■ RECORDS FOR THIS TASK
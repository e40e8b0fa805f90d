use serde::{Deserialize, Serialize};

use crate::elementor::{Element, Role, Settings};
use crate::error::Result;
use crate::sections::{fill_button, fill_text, fill_title, paragraphs, Builder, Context, Link};
use crate::settings;

/// The full-width banner at the top of a page.
#[derive(Debug, Clone, PartialEq, Serialize, Deserialize)]
pub struct Hero {
    pub title: String,
    #[serde(default)]
    pub subtitle: String,
    /// Small line above the title.
    #[serde(default)]
    pub kicker: String,
    #[serde(default)]
    pub button: Option<Link>,
    /// Background image URL.
    #[serde(default)]
    pub background: Option<String>,
    #[serde(default)]
    pub style: Settings,
}

impl Builder for Hero {
    const ROLE: Option<Role> = Some(Role::Hero);

    fn from_scratch(&self, ctx: &mut Context<'_>) -> Element {
        let mut widgets = vec![];
        if !self.kicker.is_empty() {
            widgets.push(ctx.widget("text-editor", settings! {
                "editor": paragraphs(&self.kicker),
                "align": "center",
                "text_color": "#b68c2f",
            }));
        }

        let mut title = ctx.heading(&self.title, "h1");
        title.settings_mut().insert("title_color".into(), "#ffffff".into());
        widgets.push(title);

        if !self.subtitle.is_empty() {
            widgets.push(ctx.widget("text-editor", settings! {
                "editor": paragraphs(&self.subtitle),
                "align": "center",
                "text_color": "#ffffff",
            }));
        }

        if let Some(button) = &self.button {
            widgets.push(ctx.button(button));
        }

        let mut settings = settings! {
            "layout": "full_width",
            "height": "min-height",
            "custom_height": { "unit": "vh", "size": 85 },
            "content_position": "middle",
            "background_overlay_background": "classic",
            "background_overlay_color": "#1b1b1b",
            "background_overlay_opacity": { "unit": "px", "size": 0.55 },
        };

        if let Some(url) = &self.background {
            settings.extend(settings! {
                "background_background": "classic",
                "background_image": ctx.image(url),
                "background_position": "center center",
                "background_size": "cover",
            });
        }

        let column = ctx.column(100, widgets);
        ctx.section(settings, vec![column])
    }

    fn fill(&self, section: &mut Element, ctx: &mut Context<'_>) -> Result<()> {
        fill_title(section, &self.title)?;
        fill_text(section, &self.subtitle)?;
        fill_button(section, self.button.as_ref())?;

        if !self.kicker.is_empty() {
            let kicker = ctx.widget("text-editor", settings! {
                "editor": paragraphs(&self.kicker),
                "align": "center",
                "text_color": "#b68c2f",
            });

            if insert_before_title(section, kicker).is_some() {
                return err!("hero template has no title widget");
            }
        }

        if let Some(url) = &self.background {
            section.settings_mut().extend(settings! {
                "background_background": "classic",
                "background_image": ctx.image(url),
            });
        }

        Ok(())
    }
}

/// Inserts `widget` just above the first title widget of `element`, handing
/// it back if there is none.
fn insert_before_title(element: &mut Element, widget: Element) -> Option<Element> {
    let children = element.children_mut();
    if let Some(i) = children.iter().position(|c| matches!(c.widget_type(), Some("cholot-title" | "heading"))) {
        children.insert(i, widget);
        return None;
    }

    let mut widget = widget;
    for child in children.iter_mut().filter(|c| c.widget_type().is_none()) {
        widget = insert_before_title(child, widget)?;
    }

    Some(widget)
}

■ YOUR INSTRUCTIONS
Repeat the whole listing exactly. Leave nothing out.

■ RESPONSE AREA
repository e40e8b0fa805f90d
use serde::{Deserialize, Serialize};

use crate::elementor::{Element, Role, Settings};
use crate::error::Result;
use crate::sections::{fill_button, fill_text, fill_title, paragraphs, Builder, Context, Link};
use crate::settings;

/// The full-width banner at the top of a page.
#[derive(Debug, Clone, PartialEq, Serialize, Deserialize)]
pub struct Hero {
    pub title: String,
    #[serde(default)]
    pub subtitle: String,
    /// Small line above the title.
    #[serde(default)]
    pub kicker: String,
    #[serde(default)]
    pub button: Option<Link>,
    /// Background image URL.
    #[serde(default)]
    pub background: Option<String>,
    #[serde(default)]
    pub style: Settings,
}

impl Builder for Hero {
    const ROLE: Option<Role> = Some(Role::Hero);

    fn from_scratch(&self, ctx: &mut Context<'_>) -> Element {
        let mut widgets = vec![];
        if !self.kicker.is_empty() {
            widgets.push(ctx.widget("text-editor", settings! {
                "editor": paragraphs(&self.kicker),
                "align": "center",
                "text_color": "#b68c2f",
            }));
        }

        let mut title = ctx.heading(&self.title, "h1");
        title.settings_mut().insert("title_color".into(), "#ffffff".into());
        widgets.push(title);

        if !self.subtitle.is_empty() {
            widgets.push(ctx.widget("text-editor", settings! {
                "editor": paragraphs(&self.subtitle),
                "align": "center",
                "text_color": "#ffffff",
            }));
        }

        if let Some(button) = &self.button {
            widgets.push(ctx.button(button));
        }

        let mut settings = settings! {
            "layout": "full_width",
            "height": "min-height",
            "custom_height": { "unit": "vh", "size": 85 },
            "content_position": "middle",
            "background_overlay_background": "classic",
            "background_overlay_color": "#1b1b1b",
            "background_overlay_opacity": { "unit": "px", "size": 0.55 },
        };

        if let Some(url) = &self.background {
            settings.extend(settings! {
                "background_background": "classic",
                "background_image": ctx.image(url),
                "background_position": "center center",
                "background_size": "cover",
            });
        }

        let column = ctx.column(100, widgets);
        ctx.section(settings, vec![column])
    }

    fn fill(&self, section: &mut Element, ctx: &mut Context<'_>) -> Result<()> {
        fill_title(section, &self.title)?;
        fill_text(section, &self.subtitle)?;
        fill_button(section, self.button.as_ref())?;

        if !self.kicker.is_empty() {
            let kicker = ctx.widget("text-editor", settings! {
                "editor": paragraphs(&self.kicker),
                "align": "center",
                "text_color": "#b68c2f",
            });

            if insert_before_title(section, kicker).is_some() {
                return err!("hero template has no title widget");
            }
        }

        if let Some(url) = &self.background {
            section.settings_mut().extend(settings! {
                "background_background": "classic",
                "background_image": ctx.image(url),
            });
        }

        Ok(())
    }
}

/// Inserts `widget` just above the first title widget of `element`, handing
/// it back if there is none.
fn insert_before_title(element: &mut Element, widget: Element) -> Option<Element> {
    let children = element.children_mut();
    if let Some(i) = children.iter().position(|c| matches!(c.widget_type(), Some("cholot-title" | "heading"))) {
        children.insert(i, widget);
        return None;
    }

    let mut widget = widget;
    for child in children.iter_mut().filter(|c| c.widget_type().is_none()) {
        widget = insert_before_title(child, widget)?;
    }

    Some(widget)
}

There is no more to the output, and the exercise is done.